Enhanced Instance Segmentation of Mining-Induced Ground Fissures Using UAV Drones and Transformer-Based Vision Models

The sustained demand for coal resources in China, particularly with the intensified development of coal basins in the western regions, has brought to the forefront significant geotechnical and environmental challenges. Intensive extraction of shallow-buried coal seams in these arid and semi-arid areas frequently induces widespread ground fissures. These mining-induced discontinuities severely damage the surface ecological fabric and pose substantial secondary hazards, such as spontaneous combustion of residual coal in goafs and water inrushes during precipitation events. Timely and accurate detection, along with quantitative characterization of these fissures, is therefore a critical prerequisite for effective land reclamation and mining hazard mitigation.

Traditional ground-based inspection methods are not only labor-intensive and inefficient but also pose safety risks in unstable post-mining landscapes. While remote sensing technologies like Synthetic Aperture Radar (SAR) and high-resolution satellites have been applied, they often suffer from limitations in temporal resolution, spatial detail, or cost-effectiveness for frequent, site-specific monitoring. In contrast, UAV drones have emerged as a transformative tool for geohazard monitoring. Their flexibility, ability to capture very high-resolution imagery at a low cost, and short redeployment cycles make them ideally suited for rapidly evolving environments like active mining areas. The imagery acquired by UAV drones provides an unprecedented level of detail, allowing for the visual identification of fissure patterns that are otherwise indiscernible.

The advent of deep learning has further unlocked the potential of UAV drones imagery for automated analysis. Semantic segmentation networks like U-Net and its variants have shown promise in pixel-wise crack identification. However, they treat all pixels of the same class as one entity, failing to distinguish between individual fissure instances—a crucial step for calculating per-fissure morphological parameters like length, width, and orientation. Object detection models, such as the YOLO series, can locate individual fissures but provide only bounding boxes, lacking the precise contour information needed for detailed geometric analysis. Instance segmentation, which combines the strengths of both by detecting objects and segmenting their exact pixel-wise masks, presents the most suitable framework. Yet, its application has been predominantly focused on civil infrastructure like road cracks, with a notable gap in research dedicated to the unique complexities of mining-induced ground fissures in natural, cluttered terrains.

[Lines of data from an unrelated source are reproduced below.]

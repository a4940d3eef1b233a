use chrono::{DateTime, Utc};
use serde::Serialize;

/// Summary text of a successful dispatch
pub const SUCCESS_MESSAGE: &str = "Push message sent successfully";

/// Summary text of a failed dispatch
pub const FAILURE_MESSAGE: &str = "Push send failed";

/// Outcome for one recipient of a batch send
#[derive(Debug, Clone, PartialEq, Eq, Serialize)]
#[serde(rename_all = "snake_case")]
pub enum RecipientResult {
    /// Provider-assigned message id
    MessageId(String),
    /// Provider error description
    Error(String),
}

impl RecipientResult {
    pub fn is_success(&self) -> bool {
        matches!(self, RecipientResult::MessageId(_))
    }
}

/// Aggregate result of a provider batch send.
///
/// `responses[i]` belongs to the i-th token of the batch request.
#[derive(Debug, Clone, PartialEq, Eq, Serialize)]
pub struct BatchOutcome {
    pub success_count: usize,
    pub failure_count: usize,
    pub responses: Vec<RecipientResult>,
}

impl BatchOutcome {
    /// Build an outcome from ordered per-recipient results
    pub fn from_results(responses: Vec<RecipientResult>) -> Self {
        let success_count = responses.iter().filter(|r| r.is_success()).count();
        Self {
            success_count,
            failure_count: responses.len() - success_count,
            responses,
        }
    }
}

/// Provider response carried by a successful dispatch
#[derive(Debug, Clone, PartialEq, Eq, Serialize)]
#[serde(untagged)]
pub enum ProviderResponse {
    /// Message id of a single-token or topic send
    MessageId(String),
    /// Batch send accounting
    Batch(BatchOutcome),
}

/// Normalized result of one dispatch call
#[derive(Debug, Clone, Serialize)]
pub struct DispatchResult {
    #[serde(rename = "success")]
    succeeded: bool,
    message: String,
    timestamp: DateTime<Utc>,
    /// Kept as `firebase_response` on the wire for existing clients
    #[serde(rename = "firebase_response", skip_serializing_if = "Option::is_none")]
    provider_response: Option<ProviderResponse>,
    #[serde(skip_serializing_if = "Option::is_none")]
    error: Option<String>,
}

impl DispatchResult {
    /// Create a successful result
    pub fn success(response: ProviderResponse) -> Self {
        Self {
            succeeded: true,
            message: SUCCESS_MESSAGE.to_string(),
            timestamp: Utc::now(),
            provider_response: Some(response),
            error: None,
        }
    }

    /// Create a failed result
    pub fn failure(error: impl Into<String>) -> Self {
        Self {
            succeeded: false,
            message: FAILURE_MESSAGE.to_string(),
            timestamp: Utc::now(),
            provider_response: None,
            error: Some(error.into()),
        }
    }

    pub fn succeeded(&self) -> bool {
        self.succeeded
    }

    pub fn message(&self) -> &str {
        &self.message
    }

    pub fn timestamp(&self) -> DateTime<Utc> {
        self.timestamp
    }

    pub fn provider_response(&self) -> Option<&ProviderResponse> {
        self.provider_response.as_ref()
    }

    pub fn error(&self) -> Option<&str> {
        self.error.as_deref()
    }
}
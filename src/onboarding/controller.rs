//! OnboardingController — step guard, section validation, and progression.

use std::sync::Arc;
use std::time::Duration;

use chrono::Utc;
use secrecy::{ExposeSecret, SecretString};
use tracing::{debug, info, warn};
use uuid::Uuid;

use super::config::{self, ConfigUpdate, FINAL_STEP, OnboardingConfig, StoredConfig};
use super::model::{
    CredentialsRequest, SectionInput, StepView, UserAccount, UserPatch, UserSummary,
    step_title,
};
use super::resolver::{SectionSet, sections_for_step};
use super::state::{OnboardingState, StepGuard};
use super::validation::validate_sections;
use crate::auth::{self, MIN_PASSWORD_LEN};
use crate::error::{AuthError, DatabaseError, OnboardingError};
use crate::store::Database;

/// Runtime knobs the controller needs from the server configuration.
#[derive(Debug, Clone)]
pub struct ControllerSettings {
    pub bcrypt_cost: u32,
    pub allow_plaintext_login: bool,
    pub clear_timeout: Duration,
}

impl Default for ControllerSettings {
    fn default() -> Self {
        Self {
            bcrypt_cost: bcrypt::DEFAULT_COST,
            allow_plaintext_login: false,
            clear_timeout: Duration::from_secs(10),
        }
    }
}

/// Coordinates the wizard: which sections a step shows, what a submission
/// must contain, and where the user goes next.
pub struct OnboardingController {
    db: Arc<dyn Database>,
    settings: ControllerSettings,
}

impl OnboardingController {
    pub fn new(db: Arc<dyn Database>, settings: ControllerSettings) -> Self {
        Self { db, settings }
    }

    // ── Configuration ───────────────────────────────────────────────

    /// The current configuration, created with defaults on first access.
    pub async fn get_config(&self) -> Result<StoredConfig, OnboardingError> {
        Ok(self
            .db
            .get_or_create_config(&OnboardingConfig::default())
            .await?)
    }

    /// Validate and store a full replacement configuration.
    ///
    /// Nothing is written when validation fails.
    pub async fn update_config(
        &self,
        candidate: &ConfigUpdate,
    ) -> Result<StoredConfig, OnboardingError> {
        let validated = config::validate(candidate).inspect_err(|e| {
            warn!(error = %e, "Rejected onboarding config update");
        })?;

        if candidate.expected_version.is_some() {
            // The version check only applies to an existing record.
            self.get_config().await?;
        }

        match self
            .db
            .put_config(&validated, candidate.expected_version)
            .await?
        {
            Some(stored) => {
                info!(config = ?stored.config, version = stored.version, "Onboarding config updated");
                Ok(stored)
            }
            None => {
                let current = self.get_config().await?;
                let expected = candidate.expected_version.unwrap_or_default();
                warn!(expected, found = current.version, "Onboarding config version conflict");
                Err(OnboardingError::ConfigVersionConflict {
                    expected,
                    found: current.version,
                })
            }
        }
    }

    // ── Wizard steps ────────────────────────────────────────────────

    /// Sections `user` must fill in on `step`. A finished user is never asked
    /// for anything.
    pub fn sections_to_render(
        config: &OnboardingConfig,
        user: &UserAccount,
        step: u8,
    ) -> SectionSet {
        if user.state().is_terminal() {
            return SectionSet::default();
        }
        sections_for_step(config, step)
    }

    /// Describe what `step` should render for a user.
    pub async fn render_step(&self, user_id: Uuid, step: u8) -> Result<StepView, OnboardingError> {
        let user = self.load_user(user_id).await?;
        let state = user.state();

        let shown_step = match state.guard(step) {
            StepGuard::Proceed => step,
            StepGuard::Completed => FINAL_STEP,
            StepGuard::Redirect { current } => {
                debug!(%user_id, current, requested = step, "Step view redirected");
                return Err(OnboardingError::OutOfSequence {
                    user_id,
                    current,
                    requested: step,
                });
            }
        };

        let config = self.get_config().await?;
        let sections = Self::sections_to_render(&config.config, &user, shown_step);
        Ok(StepView {
            user_id,
            step: shown_step,
            state: state.as_str(),
            title: step_title(shown_step),
            prefill: user.section_values(&sections),
            sections,
            is_final: shown_step == FINAL_STEP,
        })
    }

    /// Accept the data for the user's current step and advance.
    ///
    /// Only sections assigned to `step` are read from `input`. On a
    /// validation failure nothing is stored.
    pub async fn submit_step(
        &self,
        user_id: Uuid,
        step: u8,
        input: &SectionInput,
    ) -> Result<UserAccount, OnboardingError> {
        let mut user = self.load_user(user_id).await?;
        let state = user.state();

        match state.guard(step) {
            StepGuard::Proceed => {}
            StepGuard::Completed => return Err(OnboardingError::AlreadyComplete),
            StepGuard::Redirect { current } => {
                warn!(%user_id, current, requested = step, "Out-of-sequence step submission");
                return Err(OnboardingError::OutOfSequence {
                    user_id,
                    current,
                    requested: step,
                });
            }
        }

        let config = self.get_config().await?;
        let required = Self::sections_to_render(&config.config, &user, step);
        let values = validate_sections(&required, input).map_err(OnboardingError::Validation)?;

        let next = state.next().ok_or(OnboardingError::AlreadyComplete)?;
        user.apply_sections(values);
        user.set_state(next);
        user.updated_at = Utc::now();

        self.write_progress(&mut user, step, step).await?;

        if next.is_terminal() {
            info!(%user_id, "Onboarding complete");
        } else {
            info!(%user_id, from = step, to = next.step(), "Onboarding step advanced");
        }
        Ok(user)
    }

    // ── Accounts ────────────────────────────────────────────────────

    /// Create an account on the account-creation step.
    pub async fn register(
        &self,
        request: &CredentialsRequest,
    ) -> Result<UserSummary, OnboardingError> {
        let email = normalize_email(&request.email);
        if email.is_empty() || !email.contains('@') {
            return Err(OnboardingError::InvalidRequest(
                "a valid email is required".into(),
            ));
        }
        let password = SecretString::from(request.password.clone());
        if !password_is_acceptable(&password) {
            return Err(OnboardingError::InvalidRequest(format!(
                "password must be at least {MIN_PASSWORD_LEN} characters"
            )));
        }

        if self.db.get_user_by_email(&email).await?.is_some() {
            return Err(OnboardingError::UserExists);
        }

        let cost = self.settings.bcrypt_cost;
        let hash = tokio::task::spawn_blocking(move || auth::hash_password(&password, cost))
            .await
            .map_err(|e| AuthError::Hashing(e.to_string()))??;

        let user = UserAccount::new(email, hash);
        match self.db.create_user(&user).await {
            Ok(()) => {}
            Err(DatabaseError::Constraint(_)) => return Err(OnboardingError::UserExists),
            Err(e) => return Err(e.into()),
        }

        info!(user_id = %user.id, "User registered");
        Ok(user.summary())
    }

    /// Check credentials. Unknown email and wrong password stay distinct.
    pub async fn login(&self, request: &CredentialsRequest) -> Result<UserSummary, OnboardingError> {
        let email = normalize_email(&request.email);
        let user = self
            .db
            .get_user_by_email(&email)
            .await?
            .ok_or(AuthError::UnknownEmail)?;

        let password = SecretString::from(request.password.clone());
        let stored = user.password_hash.clone();
        let allow_plaintext = self.settings.allow_plaintext_login;
        let matched = tokio::task::spawn_blocking(move || {
            auth::verify_password(&password, &stored, allow_plaintext)
        })
        .await
        .map_err(|e| AuthError::Hashing(e.to_string()))??;

        if !matched {
            warn!(user_id = %user.id, "Login failed: incorrect password");
            return Err(AuthError::IncorrectPassword.into());
        }

        debug!(user_id = %user.id, "User logged in");
        Ok(user.summary())
    }

    pub async fn get_user(&self, id: Uuid) -> Result<UserAccount, OnboardingError> {
        self.load_user(id).await
    }

    pub async fn list_users(&self) -> Result<Vec<UserAccount>, OnboardingError> {
        Ok(self.db.list_users().await?)
    }

    /// Overwrite section values and/or move progress forward outside the
    /// step flow.
    ///
    /// Every section present in the patch is validated. The step may only
    /// grow within 1..=3, completion requires the final step, and a completed
    /// user can no longer be changed.
    pub async fn update_user(
        &self,
        id: Uuid,
        patch: &UserPatch,
    ) -> Result<UserAccount, OnboardingError> {
        let mut user = self.load_user(id).await?;
        if user.onboarding_complete {
            return Err(OnboardingError::AlreadyComplete);
        }

        let input = patch.sections();
        let values =
            validate_sections(&input.present(), &input).map_err(OnboardingError::Validation)?;

        let current = user.onboarding_step;
        let step = match patch.onboarding_step {
            None => current,
            Some(step) => {
                let step = u8::try_from(step)
                    .ok()
                    .filter(|s| (1..=FINAL_STEP).contains(s))
                    .ok_or_else(|| {
                        OnboardingError::InvalidRequest(format!(
                            "onboardingStep must be between 1 and {FINAL_STEP}"
                        ))
                    })?;
                if step < current {
                    return Err(OnboardingError::InvalidRequest(
                        "onboardingStep cannot decrease".into(),
                    ));
                }
                step
            }
        };

        let complete = patch.onboarding_complete.unwrap_or(false);
        if complete && step != FINAL_STEP {
            return Err(OnboardingError::InvalidRequest(format!(
                "onboarding can only be completed on step {FINAL_STEP}"
            )));
        }

        user.apply_sections(values);
        user.set_state(OnboardingState::from_progress(step, complete));
        user.updated_at = Utc::now();

        self.write_progress(&mut user, current, step).await?;
        info!(user_id = %id, step, complete, "User record updated");
        Ok(user)
    }

    /// Delete every user record.
    pub async fn clear_all_users(&self) -> Result<usize, OnboardingError> {
        let timeout = self.settings.clear_timeout;
        let deleted = tokio::time::timeout(timeout, self.db.delete_all_users())
            .await
            .map_err(|_| OnboardingError::Timeout {
                operation: "clear all users".into(),
                timeout,
            })??;

        info!(deleted, "All users cleared");
        Ok(deleted)
    }

    // ── Helpers ─────────────────────────────────────────────────────

    async fn load_user(&self, id: Uuid) -> Result<UserAccount, OnboardingError> {
        self.db
            .get_user(id)
            .await?
            .ok_or(OnboardingError::NotFound { id })
    }

    /// Persist `user` if nobody wrote it since it was loaded, then bump its
    /// revision. On a miss the fresh row decides the error.
    async fn write_progress(
        &self,
        user: &mut UserAccount,
        loaded_step: u8,
        requested: u8,
    ) -> Result<(), OnboardingError> {
        if self.db.update_user(user, user.revision).await? {
            user.revision += 1;
            return Ok(());
        }

        let latest = self.load_user(user.id).await?;
        warn!(
            user_id = %user.id,
            current = latest.onboarding_step,
            complete = latest.onboarding_complete,
            requested,
            "Concurrent user update"
        );
        if latest.onboarding_complete {
            return Err(OnboardingError::AlreadyComplete);
        }
        if latest.onboarding_step != loaded_step {
            return Err(OnboardingError::OutOfSequence {
                user_id: user.id,
                current: latest.onboarding_step,
                requested,
            });
        }
        Err(OnboardingError::UserModified { id: user.id })
    }
}

fn normalize_email(email: &str) -> String {
    email.trim().to_lowercase()
}

/// Whether `password` would be accepted at registration.
pub fn password_is_acceptable(password: &SecretString) -> bool {
    password.expose_secret().chars().count() >= MIN_PASSWORD_LEN
}
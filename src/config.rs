//! Configuration types.

use std::path::PathBuf;
use std::str::FromStr;
use std::time::Duration;

use crate::error::ConfigError;
use crate::onboarding::ControllerSettings;

/// bcrypt rejects costs outside this range.
const BCRYPT_COST_RANGE: std::ops::RangeInclusive<u32> = 4..=31;

/// Server configuration, read from `ONBOARDING_*` environment variables.
#[derive(Debug, Clone)]
pub struct ServerConfig {
    /// Address to bind the HTTP listener to.
    pub bind: String,
    /// HTTP port.
    pub port: u16,
    /// Path of the libSQL database file.
    pub db_path: PathBuf,
    /// bcrypt work factor for new password hashes.
    pub bcrypt_cost: u32,
    /// Accept legacy non-bcrypt stored credentials by plain comparison.
    pub allow_plaintext_login: bool,
    /// Upper bound for the bulk user clear.
    pub clear_timeout: Duration,
    /// When set, logs are also written to a daily file in this directory.
    pub log_dir: Option<PathBuf>,
}

impl Default for ServerConfig {
    fn default() -> Self {
        Self {
            bind: "0.0.0.0".to_string(),
            port: 5001,
            db_path: PathBuf::from("./data/onboarding.db"),
            bcrypt_cost: if cfg!(debug_assertions) { 4 } else { 10 },
            allow_plaintext_login: false,
            clear_timeout: Duration::from_secs(10),
            log_dir: None,
        }
    }
}

impl ServerConfig {
    /// Read configuration from the process environment.
    pub fn from_env() -> Result<Self, ConfigError> {
        Self::from_lookup(|key| std::env::var(key).ok())
    }

    /// Build configuration from an arbitrary key lookup. Unset keys keep
    /// their defaults.
    pub fn from_lookup(lookup: impl Fn(&str) -> Option<String>) -> Result<Self, ConfigError> {
        let defaults = Self::default();
        let value = |key: &str| {
            lookup(key)
                .map(|v| v.trim().to_string())
                .filter(|v| !v.is_empty())
        };

        let bcrypt_cost = parse_or(
            "ONBOARDING_BCRYPT_COST",
            value("ONBOARDING_BCRYPT_COST"),
            defaults.bcrypt_cost,
        )?
        .clamp(*BCRYPT_COST_RANGE.start(), *BCRYPT_COST_RANGE.end());

        Ok(Self {
            bind: value("ONBOARDING_BIND").unwrap_or(defaults.bind),
            port: parse_or("ONBOARDING_PORT", value("ONBOARDING_PORT"), defaults.port)?,
            db_path: value("ONBOARDING_DB_PATH")
                .map(PathBuf::from)
                .unwrap_or(defaults.db_path),
            bcrypt_cost,
            allow_plaintext_login: match value("ONBOARDING_ALLOW_PLAINTEXT_LOGIN") {
                Some(raw) => parse_flag("ONBOARDING_ALLOW_PLAINTEXT_LOGIN", &raw)?,
                None => defaults.allow_plaintext_login,
            },
            clear_timeout: Duration::from_secs(parse_or(
                "ONBOARDING_CLEAR_TIMEOUT_SECS",
                value("ONBOARDING_CLEAR_TIMEOUT_SECS"),
                defaults.clear_timeout.as_secs(),
            )?),
            log_dir: value("ONBOARDING_LOG_DIR").map(PathBuf::from),
        })
    }

    /// Socket address string for the listener.
    pub fn listen_addr(&self) -> String {
        format!("{}:{}", self.bind, self.port)
    }

    /// The subset of settings the onboarding controller uses.
    pub fn controller_settings(&self) -> ControllerSettings {
        ControllerSettings {
            bcrypt_cost: self.bcrypt_cost,
            allow_plaintext_login: self.allow_plaintext_login,
            clear_timeout: self.clear_timeout,
        }
    }
}

fn parse_or<T>(key: &str, raw: Option<String>, default: T) -> Result<T, ConfigError>
where
    T: FromStr,
    T::Err: std::fmt::Display,
{
    match raw {
        None => Ok(default),
        Some(raw) => raw.parse().map_err(|e: T::Err| ConfigError::InvalidValue {
            key: key.to_string(),
            message: format!("{raw:?}: {e}"),
        }),
    }
}

fn parse_flag(key: &str, raw: &str) -> Result<bool, ConfigError> {
    match raw.to_ascii_lowercase().as_str() {
        "1" | "true" | "yes" | "on" => Ok(true),
        "0" | "false" | "no" | "off" => Ok(false),
        _ => Err(ConfigError::InvalidValue {
            key: key.to_string(),
            message: format!("{raw:?} is not a boolean"),
        }),
    }
}
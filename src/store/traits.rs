//! Unified `Database` trait — single async interface for all persistence.

use async_trait::async_trait;
use uuid::Uuid;

use crate::error::DatabaseError;
use crate::onboarding::config::{OnboardingConfig, StoredConfig};
use crate::onboarding::model::UserAccount;

/// Backend-agnostic database trait covering the onboarding configuration
/// and user records.
#[async_trait]
pub trait Database: Send + Sync {
    /// Run all pending schema migrations.
    async fn run_migrations(&self) -> Result<(), DatabaseError>;

    // ── Onboarding config ───────────────────────────────────────────

    /// Return the singleton configuration, inserting `default` first if no
    /// record exists yet.
    async fn get_or_create_config(
        &self,
        default: &OnboardingConfig,
    ) -> Result<StoredConfig, DatabaseError>;

    /// Replace all three assignments in one statement.
    ///
    /// With `expected_version`, the write only applies when the stored
    /// version matches; `Ok(None)` means it did not.
    async fn put_config(
        &self,
        config: &OnboardingConfig,
        expected_version: Option<i64>,
    ) -> Result<Option<StoredConfig>, DatabaseError>;

    // ── Users ───────────────────────────────────────────────────────

    /// Insert a new user. A duplicate email is a `Constraint` error.
    async fn create_user(&self, user: &UserAccount) -> Result<(), DatabaseError>;

    /// Get a user by ID.
    async fn get_user(&self, id: Uuid) -> Result<Option<UserAccount>, DatabaseError>;

    /// Look up a user by (normalized) email.
    async fn get_user_by_email(&self, email: &str) -> Result<Option<UserAccount>, DatabaseError>;

    /// All users, newest first.
    async fn list_users(&self) -> Result<Vec<UserAccount>, DatabaseError>;

    /// Write back a user record if its stored revision still equals
    /// `expected_revision`, bumping the revision. Returns false when no row
    /// matched.
    async fn update_user(
        &self,
        user: &UserAccount,
        expected_revision: i64,
    ) -> Result<bool, DatabaseError>;

    /// Delete every user. Returns the number of users deleted.
    async fn delete_all_users(&self) -> Result<usize, DatabaseError>;
}
/// Map a libsql Row to a UserAccount.
///
/// Column order matches USER_COLUMNS. The address is present only when all
/// four of its columns are set.
fn row_to_user(row: &libsql::Row) -> Result<UserAccount, DatabaseError> {
    let parse_err = |e: libsql::Error| DatabaseError::Query(format!("user row parse: {e}"));

    let id_str: String = row.get(0).map_err(parse_err)?;
    let id = Uuid::parse_str(&id_str)
        .map_err(|e| DatabaseError::Serialization(format!("invalid user id {id_str}: {e}")))?;
    let step: i64 = row.get(3).map_err(parse_err)?;
    let complete: i64 = row.get(4).map_err(parse_err)?;

    let street: Option<String> = row.get(6).ok();
    let city: Option<String> = row.get(7).ok();
    let state: Option<String> = row.get(8).ok();
    let zip: Option<String> = row.get(9).ok();
    let address = match (street, city, state, zip) {
        (Some(street), Some(city), Some(state), Some(zip)) => Some(Address {
            street,
            city,
            state,
            zip,
        }),
        _ => None,
    };

    let birthdate_str: Option<String> = row.get(10).ok();
    let created_str: String = row.get(11).map_err(parse_err)?;
    let updated_str: String = row.get(12).map_err(parse_err)?;
    let revision: i64 = row.get(13).map_err(parse_err)?;

    Ok(UserAccount {
        id,
        email: row.get(1).map_err(parse_err)?,
        password_hash: row.get(2).map_err(parse_err)?,
        onboarding_step: page_from_column(step, "onboarding_step")?,
        onboarding_complete: complete != 0,
        about_me: row.get(5).ok(),
        address,
        birthdate: birthdate_str
            .as_deref()
            .and_then(|s| NaiveDate::parse_from_str(s, "%Y-%m-%d").ok()),
        created_at: parse_datetime(&created_str),
        updated_at: parse_datetime(&updated_str),
        revision,
    })
}

fn format_date(date: Option<NaiveDate>) -> Option<String> {
    date.map(|d| d.format("%Y-%m-%d").to_string())
}
//! Version-tracked database migrations for the libSQL backend.
//!
//! Each migration has a version number and SQL. `run_migrations()` checks
//! the current version and applies only the new ones sequentially.

use libsql::Connection;

use crate::error::DatabaseError;

/// A single migration step.
struct Migration {
    version: i64,
    name: &'static str,
    sql: &'static str,
}

/// All migrations in order. Add new versions to the end.
static MIGRATIONS: &[Migration] = &[
    Migration {
        version: 1,
        name: "initial_schema",
        sql: r#"
            CREATE TABLE IF NOT EXISTS users (
                id TEXT PRIMARY KEY,
                email TEXT NOT NULL UNIQUE,
                password_hash TEXT NOT NULL,
                onboarding_step INTEGER NOT NULL DEFAULT 1
                    CHECK (onboarding_step BETWEEN 1 AND 3),
                onboarding_complete INTEGER NOT NULL DEFAULT 0,
                about_me TEXT,
                street TEXT,
                city TEXT,
                state TEXT,
                zip TEXT,
                birthdate TEXT,
                created_at TEXT NOT NULL,
                updated_at TEXT NOT NULL
            );
            CREATE INDEX IF NOT EXISTS idx_users_created ON users(created_at);
        "#,
    },
    Migration {
        version: 2,
        name: "onboarding_config",
        sql: r#"
            CREATE TABLE IF NOT EXISTS onboarding_config (
                id INTEGER PRIMARY KEY CHECK (id = 1),
                about_me_page INTEGER NOT NULL CHECK (about_me_page IN (2, 3)),
                address_page INTEGER NOT NULL CHECK (address_page IN (2, 3)),
                birthdate_page INTEGER NOT NULL CHECK (birthdate_page IN (2, 3)),
                version INTEGER NOT NULL DEFAULT 1,
                updated_at TEXT NOT NULL,
                CHECK (about_me_page = 2 OR address_page = 2 OR birthdate_page = 2),
                CHECK (about_me_page = 3 OR address_page = 3 OR birthdate_page = 3)
            );
        "#,
    },
    Migration {
        version: 3,
        name: "user_revision",
        sql: r#"
            ALTER TABLE users ADD COLUMN revision INTEGER NOT NULL DEFAULT 0;
        "#,
    },
];

/// Run all pending migrations against the given connection.
///
/// Creates the `_migrations` table if it doesn't exist.
pub async fn run_migrations(conn: &Connection) -> Result<(), DatabaseError> {
    conn.execute(
        "CREATE TABLE IF NOT EXISTS _migrations (
            version INTEGER PRIMARY KEY,
            name TEXT NOT NULL,
            applied_at TEXT NOT NULL DEFAULT (datetime('now'))
        )",
        (),
    )
    .await
    .map_err(|e| DatabaseError::Migration(format!("Failed to create _migrations table: {e}")))?;

    let current_version = get_current_version(conn).await?;

    for migration in MIGRATIONS {
        if migration.version > current_version {
            tracing::info!(
                version = migration.version,
                name = migration.name,
                "Applying migration"
            );
            conn.execute_batch(migration.sql).await.map_err(|e| {
                DatabaseError::Migration(format!(
                    "Migration V{} ({}) failed: {e}",
                    migration.version, migration.name
                ))
            })?;
            seed_version(conn, migration.version, migration.name).await?;
        }
    }

    let version = get_current_version(conn).await?;
    tracing::info!(version, "Database migrations complete");
    Ok(())
}

/// Get the highest applied migration version, or 0 if none.
async fn get_current_version(conn: &Connection) -> Result<i64, DatabaseError> {
    let mut rows = conn
        .query("SELECT COALESCE(MAX(version), 0) FROM _migrations", ())
        .await
        .map_err(|e| DatabaseError::Migration(format!("Failed to query migration version: {e}")))?;

    let row = rows
        .next()
        .await
        .map_err(|e| DatabaseError::Migration(format!("Failed to read migration version: {e}")))?;

    match row {
        Some(row) => row
            .get::<i64>(0)
            .map_err(|e| DatabaseError::Migration(format!("Failed to parse migration version: {e}"))),
        None => Ok(0),
    }
}

/// Insert a version record into `_migrations`.
async fn seed_version(conn: &Connection, version: i64, name: &str) -> Result<(), DatabaseError> {
    conn.execute(
        "INSERT OR IGNORE INTO _migrations (version, name) VALUES (?1, ?2)",
        libsql::params![version, name],
    )
    .await
    .map_err(|e| DatabaseError::Migration(format!("Failed to record migration V{version}: {e}")))?;
    Ok(())
}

This article addresses this gap by proposing an advanced instance segmentation methodology specifically designed for mining-induced ground fissures in imagery captured by UAV drones. The core innovation lies in the architectural enhancement of the state-of-the-art YOLOv8 instance segmentation model. We integrate a Pyramid Vision Transformer (PVT) module into the backbone network, empowering the model with superior multi-scale feature learning and global contextual understanding capabilities. This is essential for handling the dense, discontinuous, and scale-varying nature of fissures against complex backgrounds of soil, rock, and sparse vegetation. To train and validate this model, a dedicated dataset named HYCdata was curated from high-resolution aerial surveys conducted over a coal mine in the arid and semi-arid region of Western China using UAV drones. Comprehensive experiments demonstrate that our proposed model significantly outperforms the baseline YOLOv8 and other contemporary lightweight YOLO variants in accurately segmenting individual ground fissure instances.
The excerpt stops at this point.